→ **Exercise aim**
Check each line of the data below for the word "args", then extract the ones that have it.

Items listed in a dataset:
_ _ _ _ _

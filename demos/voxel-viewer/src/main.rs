use sparse_voxels::{DemoConfig, DemoType};

fn main() -> anyhow::Result<()> {
    // `voxel-viewer [grid length] [debug-draw | voxel-raycaster]`
    let mut args = std::env::args().skip(1);
    let mut config = DemoConfig::default();
    if let Some(length) = args.next() {
        config.voxel_grid_length = length.parse()?;
    }
    if let Some(demo) = args.next() {
        config.initial_demo = match demo.as_str() {
            "debug-draw" => DemoType::DebugDraw,
            "voxel-raycaster" => DemoType::VoxelRaycaster,
            other => anyhow::bail!("unknown demo `{other}`"),
        };
    }
    sparse_voxels::run(config)
}
//! Engine data structures: lifecycles, meshes, instances, scenes and voxels.
//!
//! - `library` holds the two-phase lifecycle and the generic handle library
//! - `mesh` contains mesh descriptions and their GPU buffers
//! - `instance` holds per-instance transformation and colour data
//! - `scene` describes and builds a scene of instanced objects and lights
//! - `texture` wraps depth and 3D voxel textures on the GPU
//! - `voxel` contains the CPU voxel grid and its mip chain

pub mod instance;
pub mod library;
pub mod mesh;
pub mod scene;
pub mod texture;
pub mod voxel;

_ _ _ _ _

→ **Your response**
    let mut args = std::env::args().skip(1);
    if let Some(length) = args.next() {
    if let Some(demo) = args.next() {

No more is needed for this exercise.